Univ. of Edinburgh crest

Accelerated Natural Language Processing 2018


Lecture 11: Grammar and grammar formalisms


Henry S. Thompson
Drawing on slides by Philip Koehn and Jurafsky and Martin 2009
9 October 2018

Parsing

If trees are useful, how do we get them?

Parsing is the process of taking a string and a grammar and returning one or more parse trees for that string

Analogous to running a finite-state transducer over a tape

  • However, since CFGs are more powerful
    • That is, there are languages we can capture with CFGs that we can’t capture with finite-state methods
  • The parsing process is likewise more complicated
    • As we'll see in a few days

Exploring syntax

By grammar, or syntax, we have in mind the kind of implicit knowledge of your native language that you had mastered by the time you were 3 years old without explicit instruction

Not the kind of stuff you were later taught in “grammar” school

  • At least not in English-speaking countries :-)
  • Indeed some EFL teaching involves something much closer to what we have in mind here

Syntax (or Grammar)

Refers to the way words can be arranged in a given language

Grammars (and parsing) are key components in many applications

  • Grammar checkers
  • Dialogue management
  • Question answering
  • Information extraction
  • Machine translation

Syntax, cont'd

There's a useful (traditional) contrast between two perspectives on this topic:

paradigmatic
What's interchangeable with what?
  • words, phrases, . . .
syntagmatic
What co-occurs with what?
  • ordering (before/after)
  • marking (prefixes/suffixes)

Key notions that we’ll cover

  • Categories (paradigmatic)
  • Constituency (syntagmatic)
  • Heads (syntagmatic)

Key formalism

  • Context-free grammars

Constituency

Groups of words can be shown to act as single units, called constituents

In a given language, these units form coherent classes that behave in similar ways, with respect to

External behavior
How they relate to other units in the language
  • We can say that in English, noun phrases can come before verbs
Internal structure
We can describe an internal structure for the class
  • This might involve disjunctions of somewhat unlike sub-classes to do this
  • For example, English noun phrases can consist of a pronoun, a proper noun, or a complex phrase including a common noun

Constituency, cont'd: Noun Phrases

We can observe some commonality over the behaviour of the following English phrases:

  • they
  • Cambodia
  • my aunt's pen
  • the reason I can't stay
  • taking another look at Moby Dick
  • three french hens

One piece of evidence is that they can all precede verbs

  • That is, occur in a frame such as
    • ______________ surprised him.
  • This is external, paradigmatic evidence

Internal, syntagmatic, evidence would be, for example, to observe that combining

  • determiners  such as "my" or "three"
  • qualifiers  such as "aunt's" or "french"
  • common nouns  such as "pen" or "hens"

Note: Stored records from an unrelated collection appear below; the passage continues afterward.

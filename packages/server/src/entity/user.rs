use sea_orm::entity::prelude::*;
use serde::{Deserialize, Serialize};

/// Account known to the identity service. Rows are keyed by the `uid` claim.
#[sea_orm::model]
#[derive(Clone, Debug, PartialEq, Eq, DeriveEntityModel, Serialize, Deserialize)]
#[sea_orm(table_name = "user")]
pub struct Model {
    #[sea_orm(primary_key)]
    pub id: i32,

    #[sea_orm(unique)]
    pub username: String,

    #[sea_orm(has_one)]
    pub profile: HasOne<super::profile::Entity>,

    pub created_at: DateTimeUtc,
}

impl ActiveModelBehavior for ActiveModel {}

usually results in a coherent phrase, which can fit in the above frame

Noun phrases in other languages

The internal structure of NPs varies from language to language:

  • English  these three expensive books (Dem Num Adj Noun)
  • French  ces trois livres chers (Dem Num Noun Adj)
  • Chinese  這 三 本 昂貴 的 書 (Dem Num clf Adj part Noun)
  • Japanese  これ ら の 三 つ の 高価 な 本 (Dem part pos Num clf pos Adj part Noun)
  • Thai  hnạngsụu rākhā phæng sām lèm (Noun Adj Num clf)

Grammars and Constituency

There’s nothing easy or obvious about how we come up with

  • the 'right' set of constituents
  • the rules that govern how they combine

That’s one of reasons there are so many different theories of grammar and competing analyses of the same data

The approach we'll explore isn't exactly "cutting-edge"

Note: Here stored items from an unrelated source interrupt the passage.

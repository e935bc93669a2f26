use axum::Json;
use axum::extract::{Path, State};
use tracing::{info, instrument};

use crate::crew;
use crate::error::{AppError, ErrorBody};
use crate::extractors::auth::AuthUser;
use crate::leaderboard::{Board, run_top_creator_job, run_top_curator_job};
use crate::models::admin::*;
use crate::state::AppState;

#[utoipa::path(
    post,
    path = "/leaderboards/{board}/refresh",
    tag = "Admin",
    operation_id = "refreshLeaderboard",
    summary = "Recompute a leaderboard now",
    description = "Runs one scorer pass over every live contest and replaces their snapshots. Requires `leaderboard:refresh` permission.",
    params(("board" = String, Path, description = "`top-creators` or `top-curators`")),
    responses(
        (status = 200, description = "Job report", body = RefreshResponse),
        (status = 401, description = "Unauthorized (TOKEN_MISSING, TOKEN_INVALID)", body = ErrorBody),
        (status = 403, description = "Forbidden (PERMISSION_DENIED)", body = ErrorBody),
        (status = 404, description = "Unknown leaderboard (NOT_FOUND)", body = ErrorBody),
        (status = 500, description = "Job failed (INTERNAL_ERROR)", body = ErrorBody),
    ),
    security(("jwt" = [])),
)]
#[instrument(skip(state, auth_user), fields(board, user_id = auth_user.user_id))]
pub async fn refresh_leaderboard(
    auth_user: AuthUser,
    State(state): State<AppState>,
    Path(board): Path<String>,
) -> Result<Json<RefreshResponse>, AppError> {
    auth_user.require_permission("leaderboard:refresh")?;
    let board: Board = board.parse().map_err(AppError::NotFound)?;

    let now = state.clock.now();
    let config = &state.config.leaderboard;
    let report = match board {
        Board::TopCreators => run_top_creator_job(&state.db, now, config).await,
        Board::TopCurators => run_top_curator_job(&state.db, now, config).await,
    }
    .map_err(|e| AppError::Internal(e.to_string()))?;

    info!(%board, rows = report.rows, "Leaderboard refreshed on demand");
    Ok(Json(RefreshResponse {
        board: board.to_string(),
        report,
    }))
}

#[utoipa::path(
    post,
    path = "/crew-requests/{id}/approve",
    tag = "Admin",
    operation_id = "approveCrewRequest",
    summary = "Approve a crew request",
    description = "Marks the request approved and credits the requester on the film in the requested role. Requires `crew:manage` permission.",
    params(("id" = i32, Path, description = "Crew request ID")),
    responses(
        (status = 200, description = "Request approved", body = CrewRequestResponse),
        (status = 400, description = "Requester has no profile (VALIDATION_ERROR)", body = ErrorBody),
        (status = 401, description = "Unauthorized (TOKEN_MISSING, TOKEN_INVALID)", body = ErrorBody),
        (status = 403, description = "Forbidden (PERMISSION_DENIED)", body = ErrorBody),
        (status = 404, description = "Request not found (NOT_FOUND)", body = ErrorBody),
        (status = 409, description = "Already decided (CONFLICT)", body = ErrorBody),
    ),
    security(("jwt" = [])),
)]
#[instrument(skip(state, auth_user), fields(id))]
pub async fn approve_crew_request(
    auth_user: AuthUser,
    State(state): State<AppState>,
    Path(id): Path<i32>,
) -> Result<Json<CrewRequestResponse>, AppError> {
    auth_user.require_permission("crew:manage")?;
    let (request, member) = crew::approve_crew_request(&state.db, id, state.clock.now()).await?;
    Ok(Json(CrewRequestResponse::new(request, Some(member))))
}

#[utoipa::path(
    post,
    path = "/crew-requests/{id}/decline",
    tag = "Admin",
    operation_id = "declineCrewRequest",
    summary = "Decline a crew request",
    description = "Requires `crew:manage` permission.",
    params(("id" = i32, Path, description = "Crew request ID")),
    responses(
        (status = 200, description = "Request declined", body = CrewRequestResponse),
        (status = 401, description = "Unauthorized (TOKEN_MISSING, TOKEN_INVALID)", body = ErrorBody),
        (status = 403, description = "Forbidden (PERMISSION_DENIED)", body = ErrorBody),
        (status = 404, description = "Request not found (NOT_FOUND)", body = ErrorBody),
        (status = 409, description = "Already decided (CONFLICT)", body = ErrorBody),
    ),
    security(("jwt" = [])),
)]
#[instrument(skip(state, auth_user), fields(id))]
pub async fn decline_crew_request(
    auth_user: AuthUser,
    State(state): State<AppState>,
    Path(id): Path<i32>,
) -> Result<Json<CrewRequestResponse>, AppError> {
    auth_user.require_permission("crew:manage")?;
    let request = crew::decline_crew_request(&state.db, id, state.clock.now()).await?;
    Ok(Json(CrewRequestResponse::new(request, None)))
}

  • But it's a good compromise between simplicity and adequacy
  • And the technology required to support it is a good introduction to what's needed for most other approaches

Context-Free Grammars (CFGs)

Also known as phrase structure grammars

  • And Backus-Naur form is a standardised approach to notating CFGs

Making explicit the restrictions on rewriting we started with earlier, a CFG consists of

Terminals
or terminal symbols: words (for now)
Non-terminals
or non-terminal symbols: Names for constituents in a language
  • E.g., NP (noun phrase), VP (verb phrase), V (verb), S (sentence)
Rules
or productions, each of which is a pair of
a left-hand side
a single non-terminal
a right-hand side
a sequence of any number of terminals and non-terminals
  • For example:
    VP → V NP
Distinguished symbol
One of the non-terminals
  • The starting point for all analyses
  • Usually S

Some preliminary NP Rules

Some overly-simple rules for noun phrases:

NP → Det Nominal
NP → ProperNoun
Nominal → Noun | Nominal Noun

These rules describe two kinds of NPs:

  • One that consists of a determiner followed by a nominal
  • And another that says that proper names are NPs.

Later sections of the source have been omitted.